Misfits of Science (1985-1986 on NBC) - The A-Team meets The X-Men starring Courtney Cox and everybody's favorite Mark Thomas Miller as Bukowski or Johnny B. All the boys in my 5th grade class would take turns pretending to shoot electricity out of their dick while taking a piss... and some of us still do.


Max Headroom (1987-1988 on ABC) - MTV on network TV. Dystopian, cyberpunk satire with a lot of WTF going on. Honestly, I have no idea. It was fucking mesmerizing though... And I wanted to drink a lot of Coke.

Cop Rock (1990-1990 on ABC) - How can we appeal to fans of creator Steven Bochco's gritty cop shows (Hill Street Blues, NYPD Blue) and Broadway musicals? Let's just go half and half, huh? It was serious-minded adult-fare punctuated by musical numbers sung or rapped by the equally confused and hapless cast for the benefit of generations of stoners and scoffers. Oh... it made an impression. I've chosen a clip from the show to demonstrate its awesome awkwardness, but here's the opening credits sung by Randy Newman.

The Greatest American Hero (1981-1983 on ABC) - A regular schlepp is given super powers by contact with an alien. He fights crime ineptly. The longest running of all of these shows and maybe for a reason - the cast included William Katt, Robert Culp, Connie Sellecca, Michael ParĂ© and Faye Grant, but it's probably best known for its theme song Believe It Or Not performed on the show by Joey Scarbury and by half the dorks in America on their answering machines - believe it or not, I'm not hoooome. The idea that super powers and great abilities did not make your life better is one I latched onto.

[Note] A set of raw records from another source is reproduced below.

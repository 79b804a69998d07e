//! Position text loading and writing tests.

use super::{load, sq, CHECKED_FEN};
use crate::board::{Color, FenError, PieceKind, Position, PositionError, START_FEN};

fn strict_error(fen: &str) -> FenError {
    match Position::try_from_fen(fen) {
        Err(PositionError::MalformedPositionText(err)) => err,
        other => panic!("expected malformed text for '{fen}', got {other:?}"),
    }
}

#[test]
fn test_start_fen_matches_start_position() {
    let loaded = load(START_FEN);
    let start = Position::start();
    assert_eq!(loaded.to_fen(), start.to_fen());
    assert_eq!(
        start.to_fen(),
        "rnbqkbnr/pppppppp/8/8/8/8/PPPPPPPP/RNBQKBNR w - - 0 1"
    );
}

#[test]
fn test_checked_position_layout() {
    let position = load(CHECKED_FEN);
    let king = position.occupant(sq("g1")).unwrap();
    assert_eq!((king.color(), king.kind()), (Color::White, PieceKind::King));
    let pawn = position.occupant(sq("b2")).unwrap();
    assert_eq!((pawn.color(), pawn.kind()), (Color::Black, PieceKind::Pawn));
    assert_eq!(position.placed_pieces().count(), 31);
    assert_eq!(position.side_to_move(), Some(Color::White));
}

#[test]
fn test_black_to_move() {
    let position = load("4k3/8/8/8/8/8/8/4K3 b - - 0 1");
    assert_eq!(position.side_to_move(), Some(Color::Black));
}

#[test]
fn test_strict_errors() {
    assert_eq!(
        strict_error("8/8/8/8/8/8/8/8 w"),
        FenError::TooFewParts { found: 2 }
    );
    assert_eq!(
        strict_error("8/8/8/8/8/8/8 w - -"),
        FenError::WrongRankCount { found: 7 }
    );
    assert_eq!(
        strict_error("8/8/8/8/8/8/8/4X3 w - -"),
        FenError::InvalidPiece { char: 'X' }
    );
    assert_eq!(
        strict_error("8/8/8/8/8/8/8/8K w - -"),
        FenError::TooManyFiles { rank: 7, files: 9 }
    );
    assert_eq!(
        strict_error("8/8/8/8/8/8/8/8 x - -"),
        FenError::InvalidSideToMove {
            found: "x".to_string()
        }
    );
    assert_eq!(
        strict_error("8/8/8/8/8/8/8/8 w - z9"),
        FenError::InvalidEnPassant {
            found: "z9".to_string()
        }
    );
}

#[test]
fn test_strict_failure_leaves_position_unchanged() {
    let mut position = Position::start();
    let before = position.clone();
    let result = position.load_from_text("rnbqkbnr/pppppppp/8/8 w - -", true);
    assert!(matches!(
        result,
        Err(PositionError::MalformedPositionText(
            FenError::WrongRankCount { found: 4 }
        ))
    ));
    assert_eq!(position, before);
}

#[test]
fn test_permissive_board_only() {
    let mut position = Position::new();
    position
        .load_from_text("4k3/8/8/8/8/8/8/4K3", false)
        .unwrap();
    assert_eq!(position.placed_pieces().count(), 2);
    assert_eq!(position.side_to_move(), None);
    assert_eq!(
        position.generate_all_moves(),
        Err(PositionError::InvalidSideToMove)
    );
    assert!(position.to_fen().starts_with("4k3/8/8/8/8/8/8/4K3 - "));
}

#[test]
fn test_permissive_skips_unknown_pieces() {
    let mut position = Position::new();
    position
        .load_from_text("4k3/8/8/8/8/8/8/X3K3 w - -", false)
        .unwrap();
    assert_eq!(position.piece_at(sq("a1")), None);
    assert_eq!(position.occupant(sq("e1")).unwrap().kind(), PieceKind::King);
    assert_eq!(position.side_to_move(), Some(Color::White));
}

#[test]
fn test_permissive_bad_side_and_en_passant() {
    let mut position = Position::new();
    position
        .load_from_text("4k3/8/8/8/8/8/8/4K3 white - nowhere", false)
        .unwrap();
    assert_eq!(position.side_to_move(), None);
    assert_eq!(position.en_passant_target(), None);
}

#[test]
fn test_en_passant_field() {
    let position = load("rnbqkbnr/ppp1pppp/8/3pP3/8/8/PPPP1PPP/RNBQKBNR w KQkq d6 0 1");
    assert_eq!(position.en_passant_target(), Some(sq("d6")));
    assert!(position.to_fen().contains(" w - d6 "));
}

#[test]
fn test_reload_resets_history_and_keeps_pool() {
    let mut position = Position::start();
    let first = position.generate_all_moves().unwrap()[0];
    position.attempt_move(&first).unwrap();
    assert_eq!(position.undo_depth(), 1);

    position.load_from_text(CHECKED_FEN, true).unwrap();
    assert_eq!(position.undo_depth(), 0);
    assert_eq!(position.pool_len(), 32);
    assert_eq!(
        position.undo_last_move(),
        Err(PositionError::EmptyUndoStack)
    );
}

#[test]
fn test_loaded_pieces_have_not_moved() {
    let position = load(CHECKED_FEN);
    assert!(position.placed_pieces().all(|(_, p)| !p.has_moved()));
}

#[test]
fn test_to_fen_round_trip() {
    for fen in [
        "4k3/8/8/3pP3/8/8/8/4K3 w - d6 0 1",
        "r3k2r/Pppp1ppp/1b3nbN/nP6/BBP1P3/q4N2/Pp1P2PP/R2Q1RK1 b - - 0 1",
        "8/2p5/3p4/KP5r/1R3p1k/8/4P1P1/8 w - - 0 1",
    ] {
        assert_eq!(load(fen).to_fen(), fen);
    }
}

Sledge Hammer (1986-1988 on ABC) - Dirty Harry as a comedy... for a year and a half. Bad ideas are the ones you learn from.

Blue Thunder (1984-1984 on ABC) - Based on the 1983 Roy Scheider movie, and starring pre-SNL Dana Carvey and post-NFL Dick Butkus this one lost out to Airwolf as the super-high-tech helicopter show to get a second season.

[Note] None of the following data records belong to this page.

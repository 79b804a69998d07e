//! Data-driven movement rules.
//!
//! Each piece kind owns an ordered list of [`Rule`]s, each binding a
//! [`Prerequisite`], a [`MoveType`] and the [`MoveResult`] its moves carry.
//! Generation and attack detection both interpret the same table.

mod direction;
mod move_type;
mod prerequisite;

use once_cell::sync::Lazy;

use super::{MoveResult, PieceKind, Square};

pub use direction::Direction;
pub(crate) use direction::pawn_forward;
pub use move_type::{CapturePolicy, MoveType, SLIDE_MAX};
pub use prerequisite::Prerequisite;

/// Prerequisite, move type and result tag for one way a piece can move.
#[derive(Clone, Copy, PartialEq, Eq, Debug)]
pub struct Rule {
    pub prerequisite: Prerequisite,
    pub move_type: MoveType,
    pub result: MoveResult,
}

impl Rule {
    #[must_use]
    pub const fn new(prerequisite: Prerequisite, move_type: MoveType, result: MoveResult) -> Self {
        Rule {
            prerequisite,
            move_type,
            result,
        }
    }

    const fn always(move_type: MoveType) -> Self {
        Rule::new(Prerequisite::Always, move_type, MoveResult::Simple)
    }
}

/// A destination produced by a move type, before the rule's result is applied.
#[derive(Clone, Copy, PartialEq, Eq, Debug)]
pub(crate) struct Candidate {
    pub(crate) to: Square,
    pub(crate) promotion: Option<PieceKind>,
    pub(crate) result: Option<MoveResult>,
}

impl Candidate {
    #[inline]
    pub(crate) const fn to(to: Square) -> Self {
        Candidate {
            to,
            promotion: None,
            result: None,
        }
    }
}

static DIAGONAL: [Direction; 1] = [Direction::Diagonal];
static LINEAR: [Direction; 1] = [Direction::Linear];
static ROYAL: [Direction; 2] = [Direction::Diagonal, Direction::Linear];
static KNIGHT: [Direction; 1] = [Direction::Knight];

/// Rule lists indexed by `PieceKind::index`.
static RULE_TABLE: Lazy<[Vec<Rule>; 6]> = Lazy::new(|| {
    [
        vec![
            Rule::new(
                Prerequisite::PawnOnHomeRank,
                MoveType::Pawn { advance: 2 },
                MoveResult::Simple,
            ),
            Rule::new(
                Prerequisite::PawnBetweenThirdAndSixth,
                MoveType::Pawn { advance: 1 },
                MoveResult::Simple,
            ),
            Rule::new(
                Prerequisite::PawnOnQueeningRank,
                MoveType::Pawn { advance: 1 },
                MoveResult::Queening,
            ),
        ],
        vec![Rule::always(MoveType::jump(&KNIGHT))],
        vec![Rule::always(MoveType::slide(&DIAGONAL))],
        vec![Rule::always(MoveType::slide(&LINEAR))],
        vec![Rule::always(MoveType::slide(&ROYAL))],
        // TODO: castling rules once castling rights are tracked
        vec![Rule::always(MoveType::jump(&ROYAL))],
    ]
});

/// Ordered rules for a piece kind.
#[must_use]
pub fn rules_for(kind: PieceKind) -> &'static [Rule] {
    &RULE_TABLE[kind.index()]
}

#[cfg(test)]
mod tests {
    use super::*;

    #[test]
    fn test_every_kind_has_rules() {
        for kind in PieceKind::ALL {
            assert!(!rules_for(kind).is_empty(), "{kind} has no rules");
        }
    }

    #[test]
    fn test_only_pawns_use_gated_rules() {
        for kind in PieceKind::ALL {
            let gated = rules_for(kind)
                .iter()
                .any(|rule| rule.prerequisite != Prerequisite::Always);
            assert_eq!(gated, kind == PieceKind::Pawn);
        }
    }

    #[test]
    fn test_sliders_and_steppers() {
        let queen = rules_for(PieceKind::Queen)[0].move_type;
        let king = rules_for(PieceKind::King)[0].move_type;
        assert!(matches!(queen, MoveType::Slide { max_steps: SLIDE_MAX, .. }));
        assert!(matches!(king, MoveType::Slide { max_steps: 1, .. }));
    }
}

Airwolf (1984-1986 on CBS, 1987-1987 on USA) - Jan-Michael Vincent and Ernest Borgnine lead this badassery for 2&1/2 seasons before it was cancelled and USA picked up the rights and created a fourth season without the budget, the cast or the helicopter... yeah - here's a nice little piece at Cracked about that legendarily bad final season called 6 TV Shows That Completely Lost Their Shit (it's number one).

Alien Nation (1989-1990 on Fox) - Based on the 1988 James Caan/Mandy Patinkin movie about a Los Angeles human cop working with a new partner from out of this world. The TV show lightens the mood of the darker movie considerably. I'll stop right there.

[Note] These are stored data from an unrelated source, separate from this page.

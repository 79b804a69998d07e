use super::error::PositionError;
use super::rules::{rules_for, Rule};
use super::{resolve_piece_token, Color, PieceKind, Square, BOARD_SLOTS};

/// Index of a piece in a position's pool.
#[derive(Clone, Copy, Debug, PartialEq, Eq, Hash, PartialOrd, Ord)]
#[cfg_attr(feature = "serde", derive(serde::Serialize, serde::Deserialize))]
pub struct PieceId(pub(crate) usize);

impl PieceId {
    #[inline]
    #[must_use]
    pub const fn index(self) -> usize {
        self.0
    }
}

/// A pooled piece. `location` is `None` while the piece is off the board
/// (captured, or not used by the current position).
#[derive(Clone, Debug, PartialEq, Eq)]
pub struct Piece {
    pub(crate) color: Color,
    pub(crate) kind: PieceKind,
    pub(crate) location: Option<Square>,
    pub(crate) has_moved: bool,
}

impl Piece {
    #[must_use]
    pub const fn color(&self) -> Color {
        self.color
    }

    #[must_use]
    pub const fn kind(&self) -> PieceKind {
        self.kind
    }

    #[must_use]
    pub const fn location(&self) -> Option<Square> {
        self.location
    }

    /// Set once the piece has been moved; reserved for castling.
    #[must_use]
    pub const fn has_moved(&self) -> bool {
        self.has_moved
    }

    /// Letter for this piece, uppercase for White.
    #[must_use]
    pub fn symbol(&self) -> char {
        self.kind.symbol(self.color)
    }

    /// Movement rules for this piece's kind, in evaluation order.
    #[must_use]
    pub fn rules(&self) -> &'static [Rule] {
        rules_for(self.kind)
    }
}

/// Board deltas needed to reverse one applied move.
#[derive(Clone, Debug, PartialEq, Eq)]
pub struct UndoFrame {
    /// Prior occupant of every square the move touched.
    pub(crate) squares: Vec<(Square, Option<PieceId>)>,
    /// Prior `has_moved` flag of every piece the move placed.
    pub(crate) moved: Vec<(PieceId, bool)>,
    /// Pool entry created by this move's promotion, dropped again on undo.
    pub(crate) allocated: Option<PieceId>,
    pub(crate) previous_en_passant_target: Option<Square>,
    pub(crate) previous_side_to_move: Option<Color>,
}

/// Board, piece pool, side to move, en passant target and undo stack.
///
/// The board maps squares to pool indices and each pooled piece records its
/// own square. Both sides of that link are only written by [`Position::place`]
/// and [`Position::lift`], which keep them in step.
#[derive(Clone, Debug, PartialEq, Eq)]
pub struct Position {
    pub(crate) board: [Option<PieceId>; BOARD_SLOTS],
    pub(crate) pieces: Vec<Piece>,
    pub(crate) side_to_move: Option<Color>,
    pub(crate) en_passant_target: Option<Square>,
    pub(crate) undo_stack: Vec<UndoFrame>,
}

impl Position {
    /// An empty board with no pieces, no side to move and no history.
    #[must_use]
    pub fn new() -> Self {
        Position {
            board: [None; BOARD_SLOTS],
            pieces: Vec::new(),
            side_to_move: None,
            en_passant_target: None,
            undo_stack: Vec::new(),
        }
    }

    /// The standard initial position.
    #[must_use]
    pub fn start() -> Self {
        let mut position = Position::new();
        position.load_start_position();
        position
    }

    #[must_use]
    pub fn side_to_move(&self) -> Option<Color> {
        self.side_to_move
    }

    pub fn set_side_to_move(&mut self, color: Option<Color>) {
        self.side_to_move = color;
    }

    #[must_use]
    pub fn en_passant_target(&self) -> Option<Square> {
        self.en_passant_target
    }

    pub fn set_en_passant_target(&mut self, square: Option<Square>) {
        self.en_passant_target = square;
    }

    /// Number of applied moves that can be undone.
    #[must_use]
    pub fn undo_depth(&self) -> usize {
        self.undo_stack.len()
    }

    /// Pool index of the piece on `square`.
    #[inline]
    #[must_use]
    pub fn piece_at(&self, square: Square) -> Option<PieceId> {
        self.board[square.index()]
    }

    /// The piece standing on `square`.
    #[inline]
    #[must_use]
    pub fn occupant(&self, square: Square) -> Option<&Piece> {
        self.piece_at(square).map(|id| &self.pieces[id.0])
    }

    /// The pooled piece `id`.
    ///
    /// # Panics
    /// If `id` does not belong to this position's pool; see
    /// [`Position::get_piece`].
    #[must_use]
    pub fn piece(&self, id: PieceId) -> &Piece {
        &self.pieces[id.0]
    }

    /// The pooled piece `id`, or `None` for an id this pool never issued.
    #[must_use]
    pub fn get_piece(&self, id: PieceId) -> Option<&Piece> {
        self.pieces.get(id.0)
    }

    /// Every pooled piece, on the board or not.
    pub fn pieces(&self) -> impl Iterator<Item = (PieceId, &Piece)> {
        self.pieces
            .iter()
            .enumerate()
            .map(|(idx, piece)| (PieceId(idx), piece))
    }

    /// Pieces currently on the board.
    pub fn placed_pieces(&self) -> impl Iterator<Item = (PieceId, &Piece)> {
        self.pieces().filter(|(_, piece)| piece.location.is_some())
    }

    #[must_use]
    pub fn pool_len(&self) -> usize {
        self.pieces.len()
    }

    /// Place a piece named by `token` (`"N"`, `"q"`, `"WhiteKnight"`, ...).
    ///
    /// Reuses an off-board pooled piece of that kind when one exists.
    /// Whatever stood on `square` is returned to the pool. No chess
    /// legality is checked.
    pub fn set_piece(&mut self, square: Square, token: &str) -> Result<PieceId, PositionError> {
        let (color, kind) =
            resolve_piece_token(token).ok_or_else(|| PositionError::InvalidPieceKind {
                token: token.to_string(),
            })?;
        Ok(self.put_piece(square, color, kind))
    }

    /// Typed form of [`Position::set_piece`].
    pub fn put_piece(&mut self, square: Square, color: Color, kind: PieceKind) -> PieceId {
        self.lift(square);
        let id = self.unused_piece(color, kind);
        self.place(id, square);
        id
    }

    /// Empty `square`, returning its piece to the pool.
    pub fn remove_piece(&mut self, square: Square) -> Option<PieceId> {
        self.lift(square)
    }

    /// An off-board pooled piece of the given color and kind, allocating
    /// one if the pool has none spare.
    pub(crate) fn unused_piece(&mut self, color: Color, kind: PieceKind) -> PieceId {
        if let Some(idx) = self
            .pieces
            .iter()
            .position(|p| p.color == color && p.kind == kind && p.location.is_none())
        {
            return PieceId(idx);
        }
        self.pieces.push(Piece {
            color,
            kind,
            location: None,
            has_moved: false,
        });
        PieceId(self.pieces.len() - 1)
    }

    /// Put an off-board piece on an empty square.
    pub(crate) fn place(&mut self, id: PieceId, square: Square) {
        debug_assert!(self.board[square.index()].is_none());
        debug_assert!(self.pieces[id.0].location.is_none());
        self.board[square.index()] = Some(id);
        self.pieces[id.0].location = Some(square);
    }

    /// Take whatever stands on `square` off the board.
    pub(crate) fn lift(&mut self, square: Square) -> Option<PieceId> {
        let id = self.board[square.index()].take()?;
        self.pieces[id.0].location = None;
        Some(id)
    }

    /// Detach every piece and forget side to move, en passant and history.
    /// The pool itself is kept for reuse.
    pub(crate) fn clear(&mut self) {
        self.board = [None; BOARD_SLOTS];
        for piece in &mut self.pieces {
            piece.location = None;
            piece.has_moved = false;
        }
        self.side_to_move = None;
        self.en_passant_target = None;
        self.undo_stack.clear();
    }

    /// Reset to the standard initial position.
    pub fn load_start_position(&mut self) {
        const BACK_RANK: [PieceKind; 8] = [
            PieceKind::Rook,
            PieceKind::Knight,
            PieceKind::Bishop,
            PieceKind::Queen,
            PieceKind::King,
            PieceKind::Bishop,
            PieceKind::Knight,
            PieceKind::Rook,
        ];

        self.clear();
        for (file, kind) in (0u8..).zip(BACK_RANK) {
            for (rank, color, kind) in [
                (0, Color::White, kind),
                (1, Color::White, PieceKind::Pawn),
                (6, Color::Black, PieceKind::Pawn),
                (7, Color::Black, kind),
            ] {
                if let Some(square) = Square::new(file, rank) {
                    self.put_piece(square, color, kind);
                }
            }
        }
        self.side_to_move = Some(Color::White);
        log::debug!("loaded start position");
    }
}

impl Default for Position {
    fn default() -> Self {
        Position::new()
    }
}

#[cfg(test)]
mod tests {
    use super::*;

    fn sq(name: &str) -> Square {
        name.parse().unwrap()
    }

    #[test]
    fn test_new_position_is_empty() {
        let position = Position::new();
        assert_eq!(position.board.len(), 128);
        assert!(position.board.iter().all(Option::is_none));
        assert_eq!(position.pool_len(), 0);
        assert_eq!(position.undo_depth(), 0);
        assert_eq!(position.side_to_move(), None);
    }

    #[test]
    fn test_set_piece_resolves_alias() {
        let mut position = Position::new();
        let id = position.set_piece(sq("b1"), "N").unwrap();
        let knight = position.piece(id);
        assert_eq!(knight.color(), Color::White);
        assert_eq!(knight.kind(), PieceKind::Knight);
        assert_eq!(knight.location(), Some(sq("b1")));
        assert!(!knight.has_moved());
        assert_eq!(knight.symbol(), 'N');
    }

    #[test]
    fn test_set_piece_rejects_unknown_token() {
        let mut position = Position::new();
        let err = position.set_piece(sq("a1"), "Dragon").unwrap_err();
        assert_eq!(
            err,
            PositionError::InvalidPieceKind {
                token: "Dragon".to_string()
            }
        );
        assert_eq!(position.pool_len(), 0);
    }

    #[test]
    fn test_pool_reuses_detached_pieces() {
        let mut position = Position::new();
        let first = position.set_piece(sq("d1"), "WhiteQueen").unwrap();
        assert_eq!(position.remove_piece(sq("d1")), Some(first));
        assert_eq!(position.piece(first).location(), None);

        let second = position.set_piece(sq("d8"), "Q").unwrap();
        assert_eq!(first, second);
        assert_eq!(position.pool_len(), 1);
    }

    #[test]
    fn test_overwriting_square_detaches_previous_occupant() {
        let mut position = Position::new();
        let rook = position.set_piece(sq("a1"), "R").unwrap();
        let bishop = position.set_piece(sq("a1"), "b").unwrap();
        assert_eq!(position.piece_at(sq("a1")), Some(bishop));
        assert_eq!(position.piece(rook).location(), None);
    }

    #[test]
    fn test_start_position_layout() {
        let position = Position::start();
        assert_eq!(position.pool_len(), 32);
        let expected = [
            PieceKind::Rook,
            PieceKind::Knight,
            PieceKind::Bishop,
            PieceKind::Queen,
            PieceKind::King,
        ];
        for (idx, kind) in expected.into_iter().enumerate() {
            let piece = position.occupant(Square::new(idx as u8, 0).unwrap()).unwrap();
            assert_eq!(piece.kind(), kind);
            assert_eq!(piece.color(), Color::White);
        }
        assert_eq!(position.side_to_move(), Some(Color::White));
    }

    #[test]
    fn test_board_and_locations_agree() {
        let position = Position::start();
        for (id, piece) in position.placed_pieces() {
            let location = piece.location().unwrap();
            assert_eq!(position.piece_at(location), Some(id));
        }
        for square in Square::all() {
            if let Some(id) = position.piece_at(square) {
                assert_eq!(position.piece(id).location(), Some(square));
            }
        }
    }

    #[test]
    fn test_get_piece_checks_pool_bounds() {
        let position = Position::start();
        let id = position.piece_at(sq("e1")).unwrap();
        assert_eq!(position.get_piece(id), Some(position.piece(id)));
        assert_eq!(position.get_piece(PieceId(position.pool_len())), None);
    }

    #[test]
    fn test_reloading_reuses_pool() {
        let mut position = Position::start();
        position.load_start_position();
        assert_eq!(position.pool_len(), 32);
    }
}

And for fans of Terrence McCauley - if you'd like to know the true origins of his hardboiled fare like Sympathy For the Devil - apparently it can be found in TVs like -

BJ & The Bear - which Terrence suggests you find via Google Image searching with the 'Safe Search' filter turned off.

Manimal (1983-1983 on NBC)

Street Hawk (1985-1985 on ABC)

Masquerade (1983-1984)

Stingray (1985-1987)

Matt Houston (1982-1985 on ABC)


And the whole conversation got started because Chad Eagleton reminisced about Renegade which ran longer than any of these other shows.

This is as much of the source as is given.